Resumo: A Lei nº 15.272, de 26 de novembro de 2025, oriunda do PL nº 226/2024, inaugura um novo paradigma no processo penal brasileiro, reformando o Código de Processo Penal (CPP) ao redefinir os critérios de conversão da prisão em flagrante em preventiva, regulamentar a coleta de material genético do custodiado e estabelecer parâmetros para aferição da periculosidade do agente. Tais inovações buscam alinhar a persecução penal aos valores da ordem pública, da dignidade humana e da segurança jurídica, em diálogo com as Regras de Mandela, Regras de Tóquio e Regras de Bangkok, que preconizam o equilíbrio entre punição e humanidade. O presente artigo promove uma análise crítica contextual da nova lei, investigando seus impactos práticos, éticos e constitucionais, e refletindo sobre o eterno dilema entre o direito de punir e o dever de respeitar os direitos humanos.
Palavras-chave: Prisão preventiva; Dignidade da pessoa humana; Periculosidade; Perfil genético; Processo penal; Garantismo.
INTRODUÇÃO
A novíssima Lei nº 15.272, de 26 de novembro de 2025, nasce em meio a um tempo de profundas inquietações sociais e institucionais. Fruto do PL nº 226/2024, o diploma visa alterar o Código de Processo Penal (CPP) para disciplinar com mais precisão as hipóteses de conversão da prisão em flagrante em prisão preventiva, além de regular a coleta e o armazenamento de material biológico destinado à formação de perfis genéticos e redefinir os critérios de aferição da periculosidade dos agentes submetidos à custódia.
Mais do que uma simples mudança legislativa, a nova lei traduz a busca por segurança jurídica em meio ao caos da criminalidade contemporânea e às críticas internacionais sobre o uso abusivo das prisões cautelares no Brasil. Em um país onde, segundo o CNJ, mais de 40% da população carcerária é formada por presos provisórios, torna-se imprescindível repensar o papel da prisão preventiva à luz dos princípios da proporcionalidade, da excepcionalidade e da dignidade da pessoa humana (art. 1º, III, da Constituição Federal).

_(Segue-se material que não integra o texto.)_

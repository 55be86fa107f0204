//! HTTP error mapping

use aigc_billing::BillingError;
use aigc_tasks::{ProviderError, TaskError};
use axum::http::StatusCode;
use axum::response::{IntoResponse, Response};
use axum::Json;
use serde::Serialize;

pub type ApiResult<T> = Result<T, ApiError>;

#[derive(Debug, thiserror::Error)]
pub enum ApiError {
    #[error("Unauthorized")]
    Unauthorized,

    #[error("Invalid webhook token")]
    InvalidWebhookToken,

    #[error("Forbidden: {0}")]
    Forbidden(String),

    #[error("Not found: {0}")]
    NotFound(String),

    #[error("Validation error: {0}")]
    Validation(String),

    #[error("Conflict: {0}")]
    Conflict(String),

    #[error("Insufficient credits: requested {requested}, available {available}")]
    InsufficientCredits { requested: i64, available: i64 },

    #[error("Internal server error")]
    Internal,
}

#[derive(Debug, Serialize)]
struct ErrorBody {
    error: String,
    code: &'static str,
}

impl ApiError {
    pub fn status(&self) -> StatusCode {
        match self {
            ApiError::Unauthorized | ApiError::InvalidWebhookToken => StatusCode::UNAUTHORIZED,
            ApiError::Forbidden(_) => StatusCode::FORBIDDEN,
            ApiError::NotFound(_) => StatusCode::NOT_FOUND,
            ApiError::Validation(_) => StatusCode::BAD_REQUEST,
            ApiError::Conflict(_) => StatusCode::CONFLICT,
            ApiError::InsufficientCredits { .. } => StatusCode::PAYMENT_REQUIRED,
            ApiError::Internal => StatusCode::INTERNAL_SERVER_ERROR,
        }
    }

    pub fn code(&self) -> &'static str {
        match self {
            ApiError::Unauthorized => "UNAUTHORIZED",
            ApiError::InvalidWebhookToken => "INVALID_WEBHOOK_TOKEN",
            ApiError::Forbidden(_) => "FORBIDDEN",
            ApiError::NotFound(_) => "NOT_FOUND",
            ApiError::Validation(_) => "VALIDATION_ERROR",
            ApiError::Conflict(_) => "CONFLICT",
            ApiError::InsufficientCredits { .. } => "INSUFFICIENT_CREDITS",
            ApiError::Internal => "INTERNAL_ERROR",
        }
    }
}

impl IntoResponse for ApiError {
    fn into_response(self) -> Response {
        let body = ErrorBody {
            error: self.to_string(),
            code: self.code(),
        };
        (self.status(), Json(body)).into_response()
    }
}

impl From<TaskError> for ApiError {
    fn from(err: TaskError) -> Self {
        match err {
            TaskError::Validation(msg) => ApiError::Validation(msg),
            TaskError::Provider(
                e @ (ProviderError::UnknownModel(_)
                | ProviderError::InvalidParameter { .. }
                | ProviderError::InvalidPayload(_)),
            ) => ApiError::Validation(e.to_string()),
            TaskError::PermissionDenied(msg) => ApiError::Forbidden(msg),
            TaskError::TaskNotFound(id) => ApiError::NotFound(format!("task {}", id)),
            TaskError::SubTaskNotFound(id) => ApiError::NotFound(format!("subtask {}", id)),
            e @ (TaskError::RecallNotAllowed { .. } | TaskError::NotRunnable { .. }) => {
                ApiError::Conflict(e.to_string())
            }
            TaskError::Billing(BillingError::InsufficientCredits {
                requested,
                available,
            }) => ApiError::InsufficientCredits {
                requested,
                available,
            },
            other => {
                tracing::error!(error = %other, "Request failed");
                ApiError::Internal
            }
        }
    }
}

#[cfg(test)]
mod tests {
    use super::*;
    use aigc_shared::TaskStatus;
    use uuid::Uuid;

    #[test]
    fn test_task_errors_map_to_statuses() {
        let cases = [
            (TaskError::Validation("bad".into()), StatusCode::BAD_REQUEST),
            (
                TaskError::Provider(ProviderError::UnknownModel("x".into())),
                StatusCode::BAD_REQUEST,
            ),
            (TaskError::PermissionDenied("no".into()), StatusCode::FORBIDDEN),
            (TaskError::TaskNotFound(Uuid::nil()), StatusCode::NOT_FOUND),
            (
                TaskError::RecallNotAllowed {
                    task_id: Uuid::nil(),
                    status: TaskStatus::Completed,
                    reason: "task already completed",
                },
                StatusCode::CONFLICT,
            ),
            (
                TaskError::Billing(BillingError::InsufficientCredits {
                    requested: 5,
                    available: 1,
                }),
                StatusCode::PAYMENT_REQUIRED,
            ),
            (
                TaskError::Provider(ProviderError::Network("reset".into())),
                StatusCode::INTERNAL_SERVER_ERROR,
            ),
            (TaskError::Database("down".into()), StatusCode::INTERNAL_SERVER_ERROR),
        ];

        for (err, expected) in cases {
            let label = err.to_string();
            assert_eq!(ApiError::from(err).status(), expected, "{}", label);
        }
    }

    #[test]
    fn test_internal_error_hides_detail() {
        let err = ApiError::from(TaskError::Database("password=hunter2".into()));
        assert_eq!(err.to_string(), "Internal server error");
    }
}
//! Task persistence
//!
//! Writes that can race (a webhook and a recall finishing the same subtask,
//! two aggregations of one task) are conditional, and report whether they
//! applied.

use std::collections::HashMap;
use std::sync::Arc;

use aigc_shared::TaskStatus;
use async_trait::async_trait;
use serde_json::Value;
use time::OffsetDateTime;
use tokio::sync::RwLock;
use uuid::Uuid;

use crate::error::{TaskError, TaskResult};
use crate::model::{SubTask, Task, TaskResponse};

#[async_trait]
pub trait TaskStore: Send + Sync {
    /// Persist a task and all of its subtasks, or nothing
    async fn insert_task(&self, task: &Task, sub_tasks: &[SubTask]) -> TaskResult<()>;

    async fn get_task(&self, id: Uuid) -> TaskResult<Option<Task>>;

    async fn get_sub_task(&self, id: Uuid) -> TaskResult<Option<SubTask>>;

    /// Subtasks of a task in creation order
    async fn list_sub_tasks(&self, task_id: Uuid) -> TaskResult<Vec<SubTask>>;

    /// Set status and response only if the task is still in `from`
    async fn transition_task(
        &self,
        id: Uuid,
        from: TaskStatus,
        to: TaskStatus,
        response: &TaskResponse,
    ) -> TaskResult<bool>;

    async fn set_actual_credits(&self, id: Uuid, actual_credits: i64) -> TaskResult<()>;

    /// Write a subtask's status and response unless it is already COMPLETED
    async fn save_sub_task(&self, sub_task: &SubTask) -> TaskResult<bool>;

    /// Record the provider's tracking id without touching status or outcome
    async fn record_submission(
        &self,
        id: Uuid,
        tracking_id: &str,
        provider_meta: Option<&Value>,
    ) -> TaskResult<()>;

    /// Subtasks left PROCESSING since before `before`
    async fn list_stalled_sub_tasks(&self, before: OffsetDateTime) -> TaskResult<Vec<SubTask>>;
}

#[derive(Debug, Default)]
struct MemoryTables {
    tasks: HashMap<Uuid, Task>,
    sub_tasks: HashMap<Uuid, SubTask>,
}

/// Store held in process memory
#[derive(Debug, Clone, Default)]
pub struct MemoryTaskStore {
    tables: Arc<RwLock<MemoryTables>>,
}

impl MemoryTaskStore {
    pub fn new() -> Self {
        Self::default()
    }

    pub async fn tasks(&self) -> Vec<Task> {
        self.tables.read().await.tasks.values().cloned().collect()
    }
}

#[async_trait]
impl TaskStore for MemoryTaskStore {
    async fn insert_task(&self, task: &Task, sub_tasks: &[SubTask]) -> TaskResult<()> {
        let mut tables = self.tables.write().await;
        if tables.tasks.contains_key(&task.id) {
            return Err(TaskError::Database(format!("task {} already exists", task.id)));
        }
        tables.tasks.insert(task.id, task.clone());
        for sub_task in sub_tasks {
            tables.sub_tasks.insert(sub_task.id, sub_task.clone());
        }
        Ok(())
    }

    async fn get_task(&self, id: Uuid) -> TaskResult<Option<Task>> {
        Ok(self.tables.read().await.tasks.get(&id).cloned())
    }

    async fn get_sub_task(&self, id: Uuid) -> TaskResult<Option<SubTask>> {
        Ok(self.tables.read().await.sub_tasks.get(&id).cloned())
    }

    async fn list_sub_tasks(&self, task_id: Uuid) -> TaskResult<Vec<SubTask>> {
        let tables = self.tables.read().await;
        let mut subs: Vec<SubTask> = tables
            .sub_tasks
            .values()
            .filter(|s| s.task_id == task_id)
            .cloned()
            .collect();
        subs.sort_by(|a, b| a.created_at.cmp(&b.created_at).then(a.id.cmp(&b.id)));
        Ok(subs)
    }

    async fn transition_task(
        &self,
        id: Uuid,
        from: TaskStatus,
        to: TaskStatus,
        response: &TaskResponse,
    ) -> TaskResult<bool> {
        let mut tables = self.tables.write().await;
        let task = tables.tasks.get_mut(&id).ok_or(TaskError::TaskNotFound(id))?;
        if task.status != from {
            return Ok(false);
        }
        task.status = to;
        task.response = response.clone();
        task.updated_at = OffsetDateTime::now_utc();
        Ok(true)
    }

    async fn set_actual_credits(&self, id: Uuid, actual_credits: i64) -> TaskResult<()> {
        let mut tables = self.tables.write().await;
        let task = tables.tasks.get_mut(&id).ok_or(TaskError::TaskNotFound(id))?;
        task.actual_credits = actual_credits;
        task.updated_at = OffsetDateTime::now_utc();
        Ok(())
    }

    async fn save_sub_task(&self, sub_task: &SubTask) -> TaskResult<bool> {
        let mut tables = self.tables.write().await;
        let stored = tables
            .sub_tasks
            .get_mut(&sub_task.id)
            .ok_or(TaskError::SubTaskNotFound(sub_task.id))?;
        if stored.status == TaskStatus::Completed {
            return Ok(false);
        }
        stored.status = sub_task.status;
        stored.response = sub_task.response.clone();
        stored.updated_at = sub_task.updated_at;
        Ok(true)
    }

    async fn record_submission(
        &self,
        id: Uuid,
        tracking_id: &str,
        provider_meta: Option<&Value>,
    ) -> TaskResult<()> {
        let mut tables = self.tables.write().await;
        let stored = tables
            .sub_tasks
            .get_mut(&id)
            .ok_or(TaskError::SubTaskNotFound(id))?;
        stored.response.tracking_id = Some(tracking_id.to_string());
        if let Some(meta) = provider_meta {
            stored.response.provider_meta = Some(meta.clone());
        }
        stored.updated_at = OffsetDateTime::now_utc();
        Ok(())
    }

    async fn list_stalled_sub_tasks(&self, before: OffsetDateTime) -> TaskResult<Vec<SubTask>> {
        let tables = self.tables.read().await;
        let mut stalled: Vec<SubTask> = tables
            .sub_tasks
            .values()
            .filter(|s| s.status == TaskStatus::Processing && s.updated_at < before)
            .cloned()
            .collect();
        stalled.sort_by_key(|s| s.updated_at);
        Ok(stalled)
    }
}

O §5º do artigo 310 do CPP passa, doravante, a elencar circunstâncias objetivas para conversão da prisão em flagrante em preventiva — desde a reiteração delitiva até o perigo concreto à instrução criminal —, enquanto o artigo 310-A introduz a possibilidade da coleta de material biológico nos crimes cometidos com violência, grave ameaça ou em contexto de organização criminosa.
Seguem os dois textos referidos:
§ 5º São circunstâncias que, sem prejuízo de outras, recomendam a conversão da prisão em flagrante em preventiva:
I – haver provas que indiquem a prática reiterada de infrações penais pelo agente;
II – ter a infração penal sido praticada com violência ou grave ameaça contra a pessoa;
III – ter o agente já sido liberado em prévia audiência de custódia por outra infração penal, salvo se por ela tiver sido absolvido posteriormente;
IV – ter o agente praticado a infração penal na pendência de inquérito ou ação penal;
V – ter havido fuga ou haver perigo de fuga; ou
VI – haver perigo de perturbação da tramitação e do decurso do inquérito ou da instrução criminal, bem como perigo para a coleta, a conservação ou a incolumidade da prova.
Art. 310-A. No caso de prisão em flagrante por crime praticado com violência ou grave ameaça contra a pessoa, por crime contra a dignidade sexual ou por crime praticado por agente em relação ao qual existam elementos probatórios que indiquem integrar organização criminosa que utilize ou tenha à sua disposição armas de fogo ou em relação ao qual seja imputada a prática de crime previsto no art. 1º da Lei nº 8.072, de 25 de julho de 1990 (Lei dos Crimes Hediondos), o Ministério Público ou a autoridade policial deverá requerer ao juiz a coleta de material biológico para obtenção e armazenamento do perfil genético do custodiado, na forma da Lei nº 12.037, de 1º de outubro de 2009.
§ 1º A coleta de material biológico para a obtenção do perfil genético deverá ser feita, preferencialmente, na própria audiência de custódia ou no prazo de 10 (dez) dias, contado de sua realização.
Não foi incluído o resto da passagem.